Some of the presenters called for the end of the tedious application engineering. If you are not too familiar with Software Product Line language: Application Engineering are the activities concerned with defining, building and deploying actual applications based on reusable core assets produced by Domain Engineering. Surely one wants to reduce the effort to create new applications to a minimum. And yes, in a lot of cases well designed core assets and PL architectures can even remove the necessity to develop application specific artifacts. Does this make application engineering obsolete? Not at all I would say. If a product was developed based on customer specifications, who is discussing the resulting application with the customer? Who makes sure that there are tests that are based on customer requirements for this specific application? Who tries to map the customer requirements to a configuration of the core assets in the first place? That are clearly application engineer’s activities. Depending on the domain and the product line implementation, these activities might take only a few hours or even minutes but they normally don’t go away even in perfect product lines if you have customer specified products. And finally, the description of the instance from your product line (configuration file, model, what ever used in the product line approach) is for sure an application engineering artifact.

Urban Myths

Another urban SPLC myth you hear once in a while is that one is able to derive THE product line architecture “automatically” from feature models just by doing the feature model right.

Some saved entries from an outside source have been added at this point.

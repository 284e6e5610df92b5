//! 공통 유틸리티 함수 모듈
//!
//! 애플리케이션 전체에서 사용되는 공통 유틸리티 함수들을 제공합니다.
//!
//! # Modules
//!
//! - [`string_utils`] - 날짜 포맷팅, `<script>`용 JSON 이스케이프
//! - [`display_terminal`] - 터미널 출력 포맷팅 함수들
//!
//! # Examples
//!
//! ```rust,ignore
//! use crate::utils::string_utils::format_created_date;
//! use crate::utils::display_terminal::print_boxed_title;
//!
//! let created = format_created_date("2024-01-05T12:00:00", Locale::Ko); // "2024. 1. 5."
//!
//! print_boxed_title("Quiz Preview Service");
//! ```

pub mod string_utils;
pub mod display_terminal;
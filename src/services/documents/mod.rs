//! 업스트림 문서 조회

pub mod document_client;

pub use document_client::{DocumentSource, HttpDocumentClient};
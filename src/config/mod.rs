//! # Configuration Module
//!
//! 퀴즈 미리보기 서비스의 설정 관리를 담당하는 모듈입니다.
//! 모든 설정값은 환경 변수에서 읽으며, 시작 시 한 번만 해석되어 불변으로 공유됩니다.
//!
//! ## 모듈 구성
//!
//! - [`data_config`] - 실행 환경, 서버 바인딩, Rate Limiting, CORS 설정
//! - [`site_config`] - 업스트림 API, 공개 사이트 URL, 리다이렉트 정책
//! - [`crawler_config`] - 크롤러 판별 규칙 확장 패턴
//!
//! ## 사용 예제
//!
//! ```rust,ignore
//! use crate::config::{ApiConfig, ServerConfig, SiteSettings};
//!
//! let settings = SiteSettings::from_env();
//! println!("Redirect humans: {}", settings.should_redirect_humans());
//!
//! let upstream = ApiConfig::base_url();
//! println!("Server will bind to {}", ServerConfig::bind_address());
//! ```
//!
//! ## 환경 변수 설정 가이드
//!
//! ```bash
//! # 서버 설정
//! export HOST="0.0.0.0"
//! export PORT="8080"
//!
//! # 업스트림 콘텐츠 API
//! export API_URL="https://api.picktoss.com/api/v2"
//! export API_TIMEOUT_SECS="5"
//!
//! # 공개 사이트
//! export PUBLIC_BASE_URL="https://picktoss.com"
//! export PRODUCTION_HOST="picktoss.com"
//! export HUMAN_REDIRECT_POLICY="production"   # production, always, never
//!
//! # 크롤러 판별 확장 (쉼표 구분 정규식, `{1,3}`/`[...]` 안의 쉼표는 유지)
//! export CRAWLER_EXTRA_BOT_PATTERNS="Yeti,Daum/\\d{1,2}"
//! export CRAWLER_EXTRA_HUMAN_PATTERNS="NAVER\\(inapp"
//! ```

pub mod data_config;
pub mod site_config;
pub mod crawler_config;

pub use data_config::*;
pub use site_config::*;
pub use crawler_config::*;
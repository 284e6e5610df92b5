//! 퀴즈 목록 분석
//!
//! 페이지 본문의 "문제 유형 분석" 단락과 키워드 목록을 만드는 순수 함수들입니다.

use crate::domain::entities::{Quiz, QuizType};

/// 추출할 키워드 최대 개수
pub const MAX_KEYWORDS: usize = 10;

/// 문제 텍스트에서 키워드를 추출합니다.
///
/// 공백으로 분리한 토큰 중 2글자보다 긴 것만 남기고,
/// 처음 등장한 순서대로 중복을 제거한 뒤 최대 [`MAX_KEYWORDS`]개를 반환합니다.
/// 길이는 바이트가 아닌 문자 수로 셉니다.
///
/// # Examples
///
/// ```rust,ignore
/// let keywords = extract_keywords(["What is a binary tree data structure"]);
/// assert_eq!(keywords, vec!["What", "binary", "tree", "data", "structure"]);
/// ```
pub fn extract_keywords<'a, I>(questions: I) -> Vec<String>
where
    I: IntoIterator<Item = &'a str>,
{
    let mut keywords: Vec<String> = Vec::new();

    for token in questions.into_iter().flat_map(str::split_whitespace) {
        if keywords.len() == MAX_KEYWORDS {
            break;
        }
        if token.chars().count() > 2 && !keywords.iter().any(|k| k == token) {
            keywords.push(token.to_string());
        }
    }

    keywords
}

/// 문제 유형별 개수
#[derive(Debug, Clone, Copy, PartialEq, Eq, Default)]
pub struct QuizTypeBreakdown {
    pub multiple_choice: usize,
    pub mix_up: usize,
}

impl QuizTypeBreakdown {
    pub fn from_quizzes(quizzes: &[Quiz]) -> Self {
        let count = |quiz_type: QuizType| {
            quizzes.iter().filter(|quiz| quiz.quiz_type == quiz_type).count()
        };

        Self {
            multiple_choice: count(QuizType::MultipleChoice),
            mix_up: count(QuizType::MixUp),
        }
    }
}

#[cfg(test)]
mod tests {
    use super::*;

    fn quiz(id: i64, quiz_type: QuizType) -> Quiz {
        Quiz {
            id,
            question: format!("question {}", id),
            answer: String::new(),
            explanation: String::new(),
            options: Vec::new(),
            quiz_type,
        }
    }

    #[test]
    fn test_extract_keywords_keeps_order_and_drops_short_tokens() {
        let keywords = extract_keywords(["What is a binary tree data structure"]);

        assert_eq!(keywords, vec!["What", "binary", "tree", "data", "structure"]);
    }

    #[test]
    fn test_extract_keywords_over_two_questions() {
        let keywords = extract_keywords(["What is a binary tree", "A binary tree is a data structure"]);

        assert_eq!(keywords, vec!["What", "binary", "tree", "data", "structure"]);
        assert!(!keywords.iter().any(|keyword| keyword == "is" || keyword == "a" || keyword == "A"));
    }

    #[test]
    fn test_extract_keywords_deduplicates_across_questions() {
        let keywords = extract_keywords(["binary tree basics", "balanced binary tree"]);

        assert_eq!(keywords, vec!["binary", "tree", "basics", "balanced"]);
    }

    #[test]
    fn test_extract_keywords_caps_at_ten() {
        let question = "alpha bravo charlie delta echo foxtrot golf hotel india juliet kilo lima";
        let keywords = extract_keywords([question]);

        assert_eq!(keywords.len(), MAX_KEYWORDS);
        assert_eq!(keywords.last().map(String::as_str), Some("juliet"));
    }

    #[test]
    fn test_extract_keywords_counts_characters_not_bytes() {
        // 한글 2글자는 6바이트지만 제외되어야 합니다.
        let keywords = extract_keywords(["스택 자료구조 큐"]);

        assert_eq!(keywords, vec!["자료구조"]);
    }

    #[test]
    fn test_type_breakdown() {
        let quizzes = vec![
            quiz(1, QuizType::MultipleChoice),
            quiz(2, QuizType::MixUp),
            quiz(3, QuizType::MultipleChoice),
            quiz(4, QuizType::MixUp),
            quiz(5, QuizType::MultipleChoice),
        ];

        let breakdown = QuizTypeBreakdown::from_quizzes(&quizzes);

        assert_eq!(breakdown, QuizTypeBreakdown { multiple_choice: 3, mix_up: 2 });
        assert_eq!(QuizTypeBreakdown::from_quizzes(&[]), QuizTypeBreakdown::default());
    }

    #[test]
    fn test_type_breakdown_ignores_order() {
        let expected = QuizTypeBreakdown { multiple_choice: 3, mix_up: 2 };
        let orderings = [
            [QuizType::MultipleChoice, QuizType::MultipleChoice, QuizType::MultipleChoice, QuizType::MixUp, QuizType::MixUp],
            [QuizType::MixUp, QuizType::MixUp, QuizType::MultipleChoice, QuizType::MultipleChoice, QuizType::MultipleChoice],
            [QuizType::MixUp, QuizType::MultipleChoice, QuizType::MixUp, QuizType::MultipleChoice, QuizType::MultipleChoice],
        ];

        for ordering in orderings {
            let quizzes: Vec<Quiz> = ordering
                .into_iter()
                .enumerate()
                .map(|(i, quiz_type)| quiz(i as i64, quiz_type))
                .collect();

            assert_eq!(QuizTypeBreakdown::from_quizzes(&quizzes), expected);

            let reversed: Vec<Quiz> = quizzes.into_iter().rev().collect();
            assert_eq!(QuizTypeBreakdown::from_quizzes(&reversed), expected);
        }
    }
}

I must admit, I have seen architectures derived from features. So yes, it is possible. Question is one supposed to do this? A feature model shall be an easy to understand representation of variability in the problem space. A product line architecture is a solution space artifact providing means to easily produce products based on this architecture. In my experience, often this requires architecture and feature model structure to be very different. How would one resemble a layered architecture often used in communication protocol stacks such as TCP/IP stacks in a feature model?  The basic IP protocol is the layer on top of which we build TCP and UDP. So TCP and UDP could be “or” features below “IP”. IP in turn uses a physical layer which again provides different physical protocols such as Ethernet or serial lines (PPP) to transmit its data. So were do we put the “or” choice for Ethernet or PPP? On top of the IP Layer? Below?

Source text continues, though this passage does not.